> **EXERCISE PROMPT**: Each line below that contains the word "claimed" is to be counted; give only the final number.
(TASK INPUT)
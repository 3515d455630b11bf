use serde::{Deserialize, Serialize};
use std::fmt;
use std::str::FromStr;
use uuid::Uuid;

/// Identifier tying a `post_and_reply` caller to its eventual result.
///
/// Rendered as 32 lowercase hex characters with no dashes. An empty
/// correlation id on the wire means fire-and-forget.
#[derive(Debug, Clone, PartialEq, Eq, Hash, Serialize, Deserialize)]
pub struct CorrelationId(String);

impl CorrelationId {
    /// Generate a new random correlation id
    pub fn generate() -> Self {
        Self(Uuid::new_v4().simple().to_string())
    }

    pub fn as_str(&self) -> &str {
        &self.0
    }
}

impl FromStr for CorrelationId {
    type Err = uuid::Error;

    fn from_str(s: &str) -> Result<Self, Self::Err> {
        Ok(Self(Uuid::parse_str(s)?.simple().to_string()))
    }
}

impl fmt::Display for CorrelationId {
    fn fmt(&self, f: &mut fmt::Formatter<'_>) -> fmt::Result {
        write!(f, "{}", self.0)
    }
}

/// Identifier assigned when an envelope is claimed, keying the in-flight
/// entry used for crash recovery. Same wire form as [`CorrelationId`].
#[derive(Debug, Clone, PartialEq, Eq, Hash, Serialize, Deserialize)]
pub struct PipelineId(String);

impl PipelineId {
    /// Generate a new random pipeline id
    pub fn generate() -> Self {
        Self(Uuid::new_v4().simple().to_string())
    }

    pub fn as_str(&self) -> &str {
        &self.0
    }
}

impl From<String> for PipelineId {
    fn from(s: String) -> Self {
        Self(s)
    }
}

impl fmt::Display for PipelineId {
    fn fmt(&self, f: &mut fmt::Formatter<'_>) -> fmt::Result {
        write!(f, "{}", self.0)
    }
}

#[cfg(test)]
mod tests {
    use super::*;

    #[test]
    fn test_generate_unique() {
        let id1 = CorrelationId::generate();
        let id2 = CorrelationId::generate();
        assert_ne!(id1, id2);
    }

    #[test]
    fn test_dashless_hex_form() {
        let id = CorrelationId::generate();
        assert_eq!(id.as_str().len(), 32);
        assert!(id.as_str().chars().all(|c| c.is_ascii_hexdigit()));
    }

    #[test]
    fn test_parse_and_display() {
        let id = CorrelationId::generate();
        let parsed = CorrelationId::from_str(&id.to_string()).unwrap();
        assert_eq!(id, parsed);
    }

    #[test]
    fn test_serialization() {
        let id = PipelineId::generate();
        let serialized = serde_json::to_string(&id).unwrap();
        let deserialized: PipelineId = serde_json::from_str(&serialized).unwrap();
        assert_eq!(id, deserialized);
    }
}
(End TASK INPUT)
(TASK INPUT)
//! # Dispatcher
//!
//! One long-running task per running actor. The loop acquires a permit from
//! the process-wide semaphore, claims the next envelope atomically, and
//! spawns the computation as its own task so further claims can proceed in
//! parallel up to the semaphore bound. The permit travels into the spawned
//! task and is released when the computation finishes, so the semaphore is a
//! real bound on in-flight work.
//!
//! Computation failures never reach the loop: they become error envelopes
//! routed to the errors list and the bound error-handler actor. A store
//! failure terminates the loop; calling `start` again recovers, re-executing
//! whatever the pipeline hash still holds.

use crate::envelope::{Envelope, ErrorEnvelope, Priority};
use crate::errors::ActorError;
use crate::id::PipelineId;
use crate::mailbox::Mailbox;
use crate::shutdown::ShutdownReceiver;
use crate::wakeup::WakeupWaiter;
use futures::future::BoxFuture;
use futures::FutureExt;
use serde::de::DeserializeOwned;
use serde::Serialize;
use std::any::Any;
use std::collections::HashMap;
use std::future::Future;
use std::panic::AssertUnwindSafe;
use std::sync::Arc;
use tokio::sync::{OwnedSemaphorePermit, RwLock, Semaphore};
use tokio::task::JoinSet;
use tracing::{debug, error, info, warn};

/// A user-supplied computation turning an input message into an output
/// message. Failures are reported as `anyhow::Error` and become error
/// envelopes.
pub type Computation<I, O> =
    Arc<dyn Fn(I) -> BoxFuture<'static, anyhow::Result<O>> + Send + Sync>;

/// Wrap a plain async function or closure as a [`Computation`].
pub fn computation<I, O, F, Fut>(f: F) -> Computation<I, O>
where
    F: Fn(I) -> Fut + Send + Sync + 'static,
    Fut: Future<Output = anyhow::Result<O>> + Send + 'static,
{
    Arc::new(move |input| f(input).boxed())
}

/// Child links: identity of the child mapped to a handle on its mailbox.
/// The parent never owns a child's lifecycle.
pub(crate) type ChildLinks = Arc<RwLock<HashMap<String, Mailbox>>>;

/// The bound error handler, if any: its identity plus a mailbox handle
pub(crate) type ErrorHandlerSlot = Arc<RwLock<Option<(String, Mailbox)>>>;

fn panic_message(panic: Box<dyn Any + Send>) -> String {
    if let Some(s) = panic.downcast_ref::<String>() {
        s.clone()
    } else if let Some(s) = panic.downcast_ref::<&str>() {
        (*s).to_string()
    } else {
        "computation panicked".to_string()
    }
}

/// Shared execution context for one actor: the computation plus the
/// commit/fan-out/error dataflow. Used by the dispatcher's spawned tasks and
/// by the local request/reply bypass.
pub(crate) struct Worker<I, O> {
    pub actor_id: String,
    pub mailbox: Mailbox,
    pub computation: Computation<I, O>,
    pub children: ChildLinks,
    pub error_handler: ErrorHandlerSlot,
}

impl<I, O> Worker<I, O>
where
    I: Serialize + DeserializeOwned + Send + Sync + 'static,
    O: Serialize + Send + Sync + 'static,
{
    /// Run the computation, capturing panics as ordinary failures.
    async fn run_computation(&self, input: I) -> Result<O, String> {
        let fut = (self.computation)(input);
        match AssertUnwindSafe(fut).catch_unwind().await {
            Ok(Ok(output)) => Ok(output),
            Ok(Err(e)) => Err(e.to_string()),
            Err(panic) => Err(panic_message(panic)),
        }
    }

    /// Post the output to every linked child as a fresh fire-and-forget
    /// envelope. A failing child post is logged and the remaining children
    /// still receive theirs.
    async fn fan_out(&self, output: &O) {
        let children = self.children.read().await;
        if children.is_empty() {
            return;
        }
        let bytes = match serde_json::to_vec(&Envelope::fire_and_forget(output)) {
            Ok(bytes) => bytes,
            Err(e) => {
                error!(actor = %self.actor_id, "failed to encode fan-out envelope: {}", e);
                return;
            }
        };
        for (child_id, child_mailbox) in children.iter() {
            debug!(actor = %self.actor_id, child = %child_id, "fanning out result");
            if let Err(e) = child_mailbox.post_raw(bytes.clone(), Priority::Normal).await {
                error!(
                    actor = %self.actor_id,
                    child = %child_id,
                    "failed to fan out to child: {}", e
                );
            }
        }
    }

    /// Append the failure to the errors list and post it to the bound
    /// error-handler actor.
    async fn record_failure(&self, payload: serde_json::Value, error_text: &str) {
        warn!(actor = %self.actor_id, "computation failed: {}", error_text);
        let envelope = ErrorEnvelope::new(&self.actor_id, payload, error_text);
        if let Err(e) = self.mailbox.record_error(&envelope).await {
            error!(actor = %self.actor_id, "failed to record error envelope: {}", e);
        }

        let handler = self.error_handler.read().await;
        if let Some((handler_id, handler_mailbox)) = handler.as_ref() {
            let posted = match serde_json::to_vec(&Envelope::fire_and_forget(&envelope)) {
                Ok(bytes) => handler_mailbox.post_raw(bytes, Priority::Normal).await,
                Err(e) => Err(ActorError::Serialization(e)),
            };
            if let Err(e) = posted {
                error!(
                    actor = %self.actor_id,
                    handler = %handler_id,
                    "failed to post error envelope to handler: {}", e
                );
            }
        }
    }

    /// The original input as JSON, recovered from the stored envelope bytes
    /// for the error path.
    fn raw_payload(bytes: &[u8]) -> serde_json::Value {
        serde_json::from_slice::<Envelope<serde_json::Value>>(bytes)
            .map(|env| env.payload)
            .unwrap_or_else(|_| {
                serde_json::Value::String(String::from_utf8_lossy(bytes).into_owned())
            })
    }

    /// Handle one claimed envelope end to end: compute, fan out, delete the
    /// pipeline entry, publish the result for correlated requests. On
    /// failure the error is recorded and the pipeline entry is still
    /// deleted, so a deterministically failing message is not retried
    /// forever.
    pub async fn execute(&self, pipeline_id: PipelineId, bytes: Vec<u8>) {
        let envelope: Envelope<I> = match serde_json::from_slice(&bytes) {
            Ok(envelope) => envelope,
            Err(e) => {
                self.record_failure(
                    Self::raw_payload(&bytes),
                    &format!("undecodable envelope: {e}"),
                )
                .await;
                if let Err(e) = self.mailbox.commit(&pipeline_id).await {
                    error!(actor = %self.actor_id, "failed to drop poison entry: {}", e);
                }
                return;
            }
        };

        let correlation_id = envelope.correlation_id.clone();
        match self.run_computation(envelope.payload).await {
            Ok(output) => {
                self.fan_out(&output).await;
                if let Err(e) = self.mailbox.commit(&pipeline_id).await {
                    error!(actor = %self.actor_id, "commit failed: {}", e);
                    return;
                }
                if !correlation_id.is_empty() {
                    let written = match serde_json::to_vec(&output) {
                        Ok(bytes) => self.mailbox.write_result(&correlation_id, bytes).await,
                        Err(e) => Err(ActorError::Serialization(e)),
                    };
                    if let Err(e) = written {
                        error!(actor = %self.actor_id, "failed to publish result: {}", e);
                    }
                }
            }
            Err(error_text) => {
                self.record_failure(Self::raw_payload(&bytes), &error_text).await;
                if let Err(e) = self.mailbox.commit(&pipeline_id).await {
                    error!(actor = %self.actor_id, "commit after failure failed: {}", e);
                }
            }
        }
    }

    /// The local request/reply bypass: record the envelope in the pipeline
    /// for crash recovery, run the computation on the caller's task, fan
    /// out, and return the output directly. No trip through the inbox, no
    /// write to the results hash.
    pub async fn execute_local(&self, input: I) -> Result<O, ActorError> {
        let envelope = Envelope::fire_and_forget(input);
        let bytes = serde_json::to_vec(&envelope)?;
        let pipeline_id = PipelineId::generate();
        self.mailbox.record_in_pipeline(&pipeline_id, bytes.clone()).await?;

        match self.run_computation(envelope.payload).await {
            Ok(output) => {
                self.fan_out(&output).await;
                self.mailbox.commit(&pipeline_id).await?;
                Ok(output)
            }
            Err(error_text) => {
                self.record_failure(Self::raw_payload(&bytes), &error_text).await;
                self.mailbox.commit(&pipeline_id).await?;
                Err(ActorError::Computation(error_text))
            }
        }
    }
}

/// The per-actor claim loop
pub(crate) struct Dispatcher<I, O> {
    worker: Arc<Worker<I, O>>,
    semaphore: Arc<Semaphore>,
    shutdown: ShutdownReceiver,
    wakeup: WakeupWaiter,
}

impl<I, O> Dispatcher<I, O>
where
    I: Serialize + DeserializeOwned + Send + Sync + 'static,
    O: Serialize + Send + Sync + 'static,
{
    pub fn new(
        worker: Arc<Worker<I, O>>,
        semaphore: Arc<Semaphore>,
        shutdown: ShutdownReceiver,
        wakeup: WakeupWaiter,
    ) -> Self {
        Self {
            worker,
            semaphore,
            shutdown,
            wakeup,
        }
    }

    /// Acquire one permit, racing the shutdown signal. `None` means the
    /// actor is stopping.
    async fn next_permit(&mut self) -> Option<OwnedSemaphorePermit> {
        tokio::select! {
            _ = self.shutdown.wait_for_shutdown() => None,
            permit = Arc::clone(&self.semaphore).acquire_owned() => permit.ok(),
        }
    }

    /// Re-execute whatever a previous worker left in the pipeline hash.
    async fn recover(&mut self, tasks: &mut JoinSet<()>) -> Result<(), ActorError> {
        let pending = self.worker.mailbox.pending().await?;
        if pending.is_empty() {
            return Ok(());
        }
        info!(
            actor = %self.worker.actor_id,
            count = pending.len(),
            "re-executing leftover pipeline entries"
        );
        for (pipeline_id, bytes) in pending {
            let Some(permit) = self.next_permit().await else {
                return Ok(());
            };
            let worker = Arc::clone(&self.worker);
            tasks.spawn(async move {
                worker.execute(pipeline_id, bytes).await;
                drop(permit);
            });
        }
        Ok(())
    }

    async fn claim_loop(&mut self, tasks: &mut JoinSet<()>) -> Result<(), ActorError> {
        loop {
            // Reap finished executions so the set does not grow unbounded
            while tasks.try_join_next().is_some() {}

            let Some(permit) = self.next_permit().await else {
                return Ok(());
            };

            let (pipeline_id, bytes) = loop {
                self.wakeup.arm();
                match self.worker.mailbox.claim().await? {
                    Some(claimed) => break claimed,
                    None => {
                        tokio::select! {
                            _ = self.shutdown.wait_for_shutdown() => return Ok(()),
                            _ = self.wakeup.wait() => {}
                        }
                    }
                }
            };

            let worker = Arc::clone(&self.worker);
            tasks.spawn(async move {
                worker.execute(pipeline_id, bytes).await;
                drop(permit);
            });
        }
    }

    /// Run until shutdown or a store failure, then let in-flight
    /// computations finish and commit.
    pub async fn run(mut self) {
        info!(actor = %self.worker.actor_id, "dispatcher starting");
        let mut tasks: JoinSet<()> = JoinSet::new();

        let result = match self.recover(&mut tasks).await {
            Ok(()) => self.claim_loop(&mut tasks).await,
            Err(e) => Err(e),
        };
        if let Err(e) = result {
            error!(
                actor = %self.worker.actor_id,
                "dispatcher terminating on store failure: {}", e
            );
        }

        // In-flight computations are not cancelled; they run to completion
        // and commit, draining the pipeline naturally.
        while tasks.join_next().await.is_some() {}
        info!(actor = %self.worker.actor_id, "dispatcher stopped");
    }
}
(End TASK INPUT)
> **WRITTEN RESPONSE**: 3